| WORK TO COMPLETE |
Take the data below. Output it exactly from its first line through the line containing "let mut last_err".

Stored data entries:
------

//! TCP acceptor
//!
//! Binds the listening socket and hands every accepted connection to its own
//! task running the SOCKS5 handler. Connections never share state, so a
//! slow or misbehaving client cannot stall the others.

use crate::config::Config;
use crate::error::{Socks5Error, SocksdError};
use crate::socks::{Resolver, Socks5Handler};
use crate::transport::{bind_listener, SocketOpts, TcpConnector};
use std::io;
use std::net::SocketAddr;
use std::sync::Arc;
use std::time::Duration;
use tokio::net::{lookup_host, TcpListener};
use tokio::sync::broadcast;
use tokio::time;
use tracing::{debug, error, info, trace, warn};

/// Listening SOCKS5 server
#[derive(Debug)]
pub struct Server {
    listener: TcpListener,
    handler: Arc<Socks5Handler>,
    socket_opts: SocketOpts,
}

impl Server {
    /// Bind the listener described by `config`
    ///
    /// The host is resolved first; the first address that binds wins.
    pub async fn bind(config: &Config) -> Result<Self, SocksdError> {
        let bind_addr = config.server.bind_addr();
        let addrs: Vec<SocketAddr> = lookup_host(bind_addr.as_str())
            .await
            .map_err(|source| SocksdError::Bind {
                addr: bind_addr.clone(),
                source,
            })?
            .collect();

        let mut last_err =
            io::Error::new(io::ErrorKind::AddrNotAvailable, "host resolved to no addresses");
        let mut bound = None;
        for addr in addrs {
            match bind_listener(addr, config.server.backlog) {
                Ok(listener) => {
                    bound = Some(listener);
                    break;
                }
                Err(e) => {
                    debug!("Failed to bind {}: {}", addr, e);
                    last_err = e;
                }
            }
        }
        let listener = bound.ok_or(SocksdError::Bind {
            addr: bind_addr,
            source: last_err,
        })?;

        let socket_opts = SocketOpts::from_tcp_config(&config.server.tcp);
        let handler = Socks5Handler::new(config.socks.clone())
            .with_connector(TcpConnector::new(socket_opts.clone()));

        Ok(Server {
            listener,
            handler: Arc::new(handler),
            socket_opts,
        })
    }

    /// Replace the resolver used for CONNECT targets
    pub fn with_resolver(mut self, resolver: Arc<dyn Resolver>) -> Self {
        let handler = (*self.handler).clone().with_resolver(resolver);
        self.handler = Arc::new(handler);
        self
    }

    /// Address the listener is bound to
    pub fn local_addr(&self) -> io::Result<SocketAddr> {
        self.listener.local_addr()
    }

    /// Accept connections until a shutdown signal arrives
    ///
    /// Tunnels already running are not interrupted by shutdown; they finish
    /// on their own.
    pub async fn run(self, mut shutdown_rx: broadcast::Receiver<bool>) -> anyhow::Result<()> {
        info!("SOCKS5 server listening on {}", self.local_addr()?);

        loop {
            tokio::select! {
                accepted = self.listener.accept() => {
                    let (stream, peer) = match accepted {
                        Ok(accepted) => accepted,
                        Err(e) => {
                            error!("Failed to accept connection: {}", e);
                            time::sleep(Duration::from_secs(1)).await;
                            continue;
                        }
                    };
                    trace!("Accepted connection from {}", peer);

                    if let Err(e) = self.socket_opts.apply(&stream) {
                        warn!("{}: failed to apply socket options: {}", peer, e);
                    }

                    let handler = self.handler.clone();
                    tokio::spawn(async move {
                        match handler.handle(stream, peer).await {
                            Ok(stats) => info!(
                                "{}: tunnel closed ({}), {} bytes up, {} bytes down",
                                peer, stats.end, stats.client_to_upstream, stats.upstream_to_client
                            ),
                            Err(Socks5Error::PeerClosed) => {
                                debug!("{}: closed before sending a request", peer)
                            }
                            Err(e) if e.is_connect_failure() => warn!("{}: {}", peer, e),
                            Err(e) => debug!("{}: {}", peer, e),
                        }
                    });
                }
                _ = shutdown_rx.recv() => {
                    info!("Shutdown signal received, no longer accepting connections");
                    break;
                }
            }
        }

        Ok(())
    }
}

------

| SOLUTION TO THIS PROBLEM |
//! TCP acceptor
//!
//! Binds the listening socket and hands every accepted connection to its own
//! task running the SOCKS5 handler. Connections never share state, so a
//! slow or misbehaving client cannot stall the others.

use crate::config::Config;
use crate::error::{Socks5Error, SocksdError};
use crate::socks::{Resolver, Socks5Handler};
use crate::transport::{bind_listener, SocketOpts, TcpConnector};
use std::io;
use std::net::SocketAddr;
use std::sync::Arc;
use std::time::Duration;
use tokio::net::{lookup_host, TcpListener};
use tokio::sync::broadcast;
use tokio::time;
use tracing::{debug, error, info, trace, warn};

/// Listening SOCKS5 server
#[derive(Debug)]
pub struct Server {
    listener: TcpListener,
    handler: Arc<Socks5Handler>,
    socket_opts: SocketOpts,
}

impl Server {
    /// Bind the listener described by `config`
    ///
    /// The host is resolved first; the first address that binds wins.
    pub async fn bind(config: &Config) -> Result<Self, SocksdError> {
        let bind_addr = config.server.bind_addr();
        let addrs: Vec<SocketAddr> = lookup_host(bind_addr.as_str())
            .await
            .map_err(|source| SocksdError::Bind {
                addr: bind_addr.clone(),
                source,
            })?
            .collect();

        let mut last_err =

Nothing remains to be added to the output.